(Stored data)

____________

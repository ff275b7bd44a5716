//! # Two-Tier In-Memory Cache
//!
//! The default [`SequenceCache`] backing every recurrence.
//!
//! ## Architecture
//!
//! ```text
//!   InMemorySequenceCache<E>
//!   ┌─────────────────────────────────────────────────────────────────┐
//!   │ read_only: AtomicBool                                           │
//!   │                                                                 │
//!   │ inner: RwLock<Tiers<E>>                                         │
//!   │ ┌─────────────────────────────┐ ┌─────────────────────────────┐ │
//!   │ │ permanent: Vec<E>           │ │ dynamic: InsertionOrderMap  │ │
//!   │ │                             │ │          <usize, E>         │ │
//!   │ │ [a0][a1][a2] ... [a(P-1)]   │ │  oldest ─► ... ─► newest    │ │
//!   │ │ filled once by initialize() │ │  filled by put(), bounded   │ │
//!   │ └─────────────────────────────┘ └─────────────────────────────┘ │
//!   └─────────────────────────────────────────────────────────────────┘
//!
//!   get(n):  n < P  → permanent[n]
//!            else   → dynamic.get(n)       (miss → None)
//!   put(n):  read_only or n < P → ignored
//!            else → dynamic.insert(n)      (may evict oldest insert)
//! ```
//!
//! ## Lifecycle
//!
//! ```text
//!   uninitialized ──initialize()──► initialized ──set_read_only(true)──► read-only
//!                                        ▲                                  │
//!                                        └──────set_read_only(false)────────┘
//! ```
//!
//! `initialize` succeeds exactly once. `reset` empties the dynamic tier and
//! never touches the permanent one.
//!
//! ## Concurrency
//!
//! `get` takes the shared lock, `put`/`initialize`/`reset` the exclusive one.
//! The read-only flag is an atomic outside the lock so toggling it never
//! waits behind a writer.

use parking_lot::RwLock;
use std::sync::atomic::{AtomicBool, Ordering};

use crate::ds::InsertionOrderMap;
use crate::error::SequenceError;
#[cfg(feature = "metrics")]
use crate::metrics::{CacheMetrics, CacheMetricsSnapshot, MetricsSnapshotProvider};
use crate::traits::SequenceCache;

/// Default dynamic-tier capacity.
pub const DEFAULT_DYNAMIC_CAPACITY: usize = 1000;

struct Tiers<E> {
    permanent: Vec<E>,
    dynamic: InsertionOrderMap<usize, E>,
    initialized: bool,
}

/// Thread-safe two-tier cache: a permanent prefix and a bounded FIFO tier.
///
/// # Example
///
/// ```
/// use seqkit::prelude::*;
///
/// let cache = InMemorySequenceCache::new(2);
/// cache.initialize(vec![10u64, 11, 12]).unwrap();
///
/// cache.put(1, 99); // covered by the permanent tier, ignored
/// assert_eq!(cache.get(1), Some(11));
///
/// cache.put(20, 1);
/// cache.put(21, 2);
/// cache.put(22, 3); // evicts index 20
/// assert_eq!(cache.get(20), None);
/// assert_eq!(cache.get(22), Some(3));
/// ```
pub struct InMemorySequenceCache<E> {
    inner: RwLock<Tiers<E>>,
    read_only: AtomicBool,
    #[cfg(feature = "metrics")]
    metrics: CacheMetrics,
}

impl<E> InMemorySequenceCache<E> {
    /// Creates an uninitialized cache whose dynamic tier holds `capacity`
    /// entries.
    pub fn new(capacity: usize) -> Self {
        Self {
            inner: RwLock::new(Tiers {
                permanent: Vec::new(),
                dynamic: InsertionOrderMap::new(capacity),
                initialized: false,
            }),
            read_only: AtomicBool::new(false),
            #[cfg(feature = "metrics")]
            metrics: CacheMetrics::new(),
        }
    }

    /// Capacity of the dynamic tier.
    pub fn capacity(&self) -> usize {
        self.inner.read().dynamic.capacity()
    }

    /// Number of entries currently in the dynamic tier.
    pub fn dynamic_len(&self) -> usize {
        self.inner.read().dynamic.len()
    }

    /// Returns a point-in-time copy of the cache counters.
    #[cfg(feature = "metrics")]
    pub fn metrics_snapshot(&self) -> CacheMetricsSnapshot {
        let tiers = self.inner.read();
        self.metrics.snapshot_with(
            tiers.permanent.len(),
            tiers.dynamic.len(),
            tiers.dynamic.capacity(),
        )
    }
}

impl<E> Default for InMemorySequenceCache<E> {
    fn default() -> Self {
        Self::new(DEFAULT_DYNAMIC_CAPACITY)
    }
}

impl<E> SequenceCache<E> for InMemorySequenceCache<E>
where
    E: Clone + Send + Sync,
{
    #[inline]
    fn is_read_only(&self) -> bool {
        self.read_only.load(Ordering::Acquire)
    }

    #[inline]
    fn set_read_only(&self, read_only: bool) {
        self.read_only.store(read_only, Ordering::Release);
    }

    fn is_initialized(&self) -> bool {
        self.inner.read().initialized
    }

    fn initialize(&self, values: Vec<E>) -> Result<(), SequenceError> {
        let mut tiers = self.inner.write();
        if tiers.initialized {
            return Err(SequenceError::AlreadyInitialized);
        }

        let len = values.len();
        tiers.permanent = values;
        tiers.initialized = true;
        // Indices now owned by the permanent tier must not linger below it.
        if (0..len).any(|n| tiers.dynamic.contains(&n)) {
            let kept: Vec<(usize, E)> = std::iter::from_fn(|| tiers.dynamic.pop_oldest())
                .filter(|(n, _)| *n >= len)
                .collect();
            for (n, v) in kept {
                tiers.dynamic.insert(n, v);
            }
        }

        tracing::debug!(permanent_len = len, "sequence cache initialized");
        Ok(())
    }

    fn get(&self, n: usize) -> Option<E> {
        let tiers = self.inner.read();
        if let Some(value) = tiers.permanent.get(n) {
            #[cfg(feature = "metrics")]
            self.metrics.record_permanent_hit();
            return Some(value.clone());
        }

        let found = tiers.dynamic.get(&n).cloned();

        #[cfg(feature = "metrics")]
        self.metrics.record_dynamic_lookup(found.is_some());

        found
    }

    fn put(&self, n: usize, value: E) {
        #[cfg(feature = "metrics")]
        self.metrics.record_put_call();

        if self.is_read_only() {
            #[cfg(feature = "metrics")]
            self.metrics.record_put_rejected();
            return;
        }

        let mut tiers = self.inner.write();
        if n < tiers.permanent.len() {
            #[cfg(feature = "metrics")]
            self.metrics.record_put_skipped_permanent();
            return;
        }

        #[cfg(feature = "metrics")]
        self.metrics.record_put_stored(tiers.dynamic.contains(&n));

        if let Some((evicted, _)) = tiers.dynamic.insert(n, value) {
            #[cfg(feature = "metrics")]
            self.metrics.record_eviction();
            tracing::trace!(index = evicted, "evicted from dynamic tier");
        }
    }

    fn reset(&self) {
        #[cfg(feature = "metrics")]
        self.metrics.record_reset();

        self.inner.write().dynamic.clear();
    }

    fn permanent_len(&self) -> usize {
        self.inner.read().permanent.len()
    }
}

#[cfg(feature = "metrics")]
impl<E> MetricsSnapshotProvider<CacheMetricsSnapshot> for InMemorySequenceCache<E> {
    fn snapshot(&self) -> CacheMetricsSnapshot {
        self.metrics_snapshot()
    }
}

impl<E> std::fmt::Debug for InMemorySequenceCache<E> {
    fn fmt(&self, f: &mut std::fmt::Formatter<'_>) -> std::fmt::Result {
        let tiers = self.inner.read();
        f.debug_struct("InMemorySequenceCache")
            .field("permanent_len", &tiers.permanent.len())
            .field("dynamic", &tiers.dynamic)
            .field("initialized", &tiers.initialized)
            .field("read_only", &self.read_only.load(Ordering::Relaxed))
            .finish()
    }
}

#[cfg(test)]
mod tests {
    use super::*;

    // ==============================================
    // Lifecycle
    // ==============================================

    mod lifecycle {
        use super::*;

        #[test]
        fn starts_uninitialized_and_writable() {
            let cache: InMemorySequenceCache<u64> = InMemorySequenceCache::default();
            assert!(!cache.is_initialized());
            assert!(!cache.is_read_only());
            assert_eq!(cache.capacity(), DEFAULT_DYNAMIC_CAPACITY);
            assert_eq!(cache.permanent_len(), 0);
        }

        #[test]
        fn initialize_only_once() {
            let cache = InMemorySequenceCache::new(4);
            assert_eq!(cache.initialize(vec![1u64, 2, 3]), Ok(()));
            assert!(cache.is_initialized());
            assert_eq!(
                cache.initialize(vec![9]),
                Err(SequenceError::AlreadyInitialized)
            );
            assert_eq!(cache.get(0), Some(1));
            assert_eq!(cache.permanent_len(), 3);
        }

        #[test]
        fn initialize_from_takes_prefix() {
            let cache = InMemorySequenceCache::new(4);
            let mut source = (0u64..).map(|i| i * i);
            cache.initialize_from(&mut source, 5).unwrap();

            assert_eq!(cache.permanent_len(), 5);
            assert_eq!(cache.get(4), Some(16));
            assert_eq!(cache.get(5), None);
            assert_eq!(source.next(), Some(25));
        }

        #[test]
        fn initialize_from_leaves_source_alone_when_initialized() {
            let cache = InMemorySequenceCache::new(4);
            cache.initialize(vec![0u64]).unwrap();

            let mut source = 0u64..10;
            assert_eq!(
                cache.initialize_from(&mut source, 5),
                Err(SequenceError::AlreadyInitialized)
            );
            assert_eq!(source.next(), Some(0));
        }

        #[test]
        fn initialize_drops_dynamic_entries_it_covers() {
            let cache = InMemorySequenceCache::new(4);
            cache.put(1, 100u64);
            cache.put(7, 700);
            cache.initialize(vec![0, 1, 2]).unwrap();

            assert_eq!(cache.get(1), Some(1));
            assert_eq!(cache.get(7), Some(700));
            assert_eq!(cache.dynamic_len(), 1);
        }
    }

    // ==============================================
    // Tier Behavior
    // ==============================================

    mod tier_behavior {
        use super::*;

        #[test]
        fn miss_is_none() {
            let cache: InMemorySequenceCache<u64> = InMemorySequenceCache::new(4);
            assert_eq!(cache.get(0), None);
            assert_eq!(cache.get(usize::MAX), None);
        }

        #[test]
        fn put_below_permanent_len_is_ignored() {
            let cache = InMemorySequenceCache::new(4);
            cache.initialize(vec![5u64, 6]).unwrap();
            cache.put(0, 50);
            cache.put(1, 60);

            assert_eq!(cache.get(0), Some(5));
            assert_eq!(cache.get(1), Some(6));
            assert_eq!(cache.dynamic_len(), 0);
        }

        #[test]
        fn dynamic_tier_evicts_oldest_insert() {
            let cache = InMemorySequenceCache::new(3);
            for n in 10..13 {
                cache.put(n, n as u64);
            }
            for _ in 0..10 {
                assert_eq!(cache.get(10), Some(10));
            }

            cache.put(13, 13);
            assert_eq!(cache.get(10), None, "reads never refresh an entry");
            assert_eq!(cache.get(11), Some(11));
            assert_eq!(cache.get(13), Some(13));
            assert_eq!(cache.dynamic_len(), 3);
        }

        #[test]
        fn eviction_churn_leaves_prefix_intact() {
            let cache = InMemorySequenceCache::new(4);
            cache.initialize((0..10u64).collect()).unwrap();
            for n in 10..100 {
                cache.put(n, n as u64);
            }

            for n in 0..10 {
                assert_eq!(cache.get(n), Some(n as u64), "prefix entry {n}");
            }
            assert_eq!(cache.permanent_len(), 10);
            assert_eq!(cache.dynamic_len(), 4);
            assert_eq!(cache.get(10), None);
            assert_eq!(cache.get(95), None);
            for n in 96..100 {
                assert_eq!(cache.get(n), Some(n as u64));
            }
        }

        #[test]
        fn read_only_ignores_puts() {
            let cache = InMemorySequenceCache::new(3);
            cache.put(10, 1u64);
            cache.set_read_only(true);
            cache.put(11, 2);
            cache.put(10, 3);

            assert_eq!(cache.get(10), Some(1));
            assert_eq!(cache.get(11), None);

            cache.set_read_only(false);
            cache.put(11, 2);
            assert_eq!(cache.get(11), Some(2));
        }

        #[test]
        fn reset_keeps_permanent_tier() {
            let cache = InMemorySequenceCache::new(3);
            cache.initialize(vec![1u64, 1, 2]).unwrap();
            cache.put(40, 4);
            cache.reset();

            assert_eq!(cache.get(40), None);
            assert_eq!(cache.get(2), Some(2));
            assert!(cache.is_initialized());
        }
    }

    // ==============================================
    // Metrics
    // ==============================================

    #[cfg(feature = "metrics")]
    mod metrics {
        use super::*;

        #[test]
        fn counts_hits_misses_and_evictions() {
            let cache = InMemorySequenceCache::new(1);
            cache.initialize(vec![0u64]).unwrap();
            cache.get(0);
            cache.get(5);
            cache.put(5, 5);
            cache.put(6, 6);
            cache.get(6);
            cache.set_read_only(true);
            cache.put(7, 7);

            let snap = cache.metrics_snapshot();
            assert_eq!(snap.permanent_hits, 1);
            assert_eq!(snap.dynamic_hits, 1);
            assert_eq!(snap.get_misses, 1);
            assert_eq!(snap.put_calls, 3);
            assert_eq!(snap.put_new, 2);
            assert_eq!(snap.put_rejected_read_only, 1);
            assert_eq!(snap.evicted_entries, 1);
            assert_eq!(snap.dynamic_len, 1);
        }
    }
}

____________

From the records above, copy out the line with "cache.put(10, 1u64);", the line with "cache.initialize(vec![1u64, 1, 2]).unwrap();", and every line between them, word for word.

Result below:
            cache.put(10, 1u64);
            cache.set_read_only(true);
            cache.put(11, 2);
            cache.put(10, 3);

            assert_eq!(cache.get(10), Some(1));
            assert_eq!(cache.get(11), None);

            cache.set_read_only(false);
            cache.put(11, 2);
            assert_eq!(cache.get(11), Some(2));
        }

        #[test]
        fn reset_keeps_permanent_tier() {
            let cache = InMemorySequenceCache::new(3);
            cache.initialize(vec![1u64, 1, 2]).unwrap();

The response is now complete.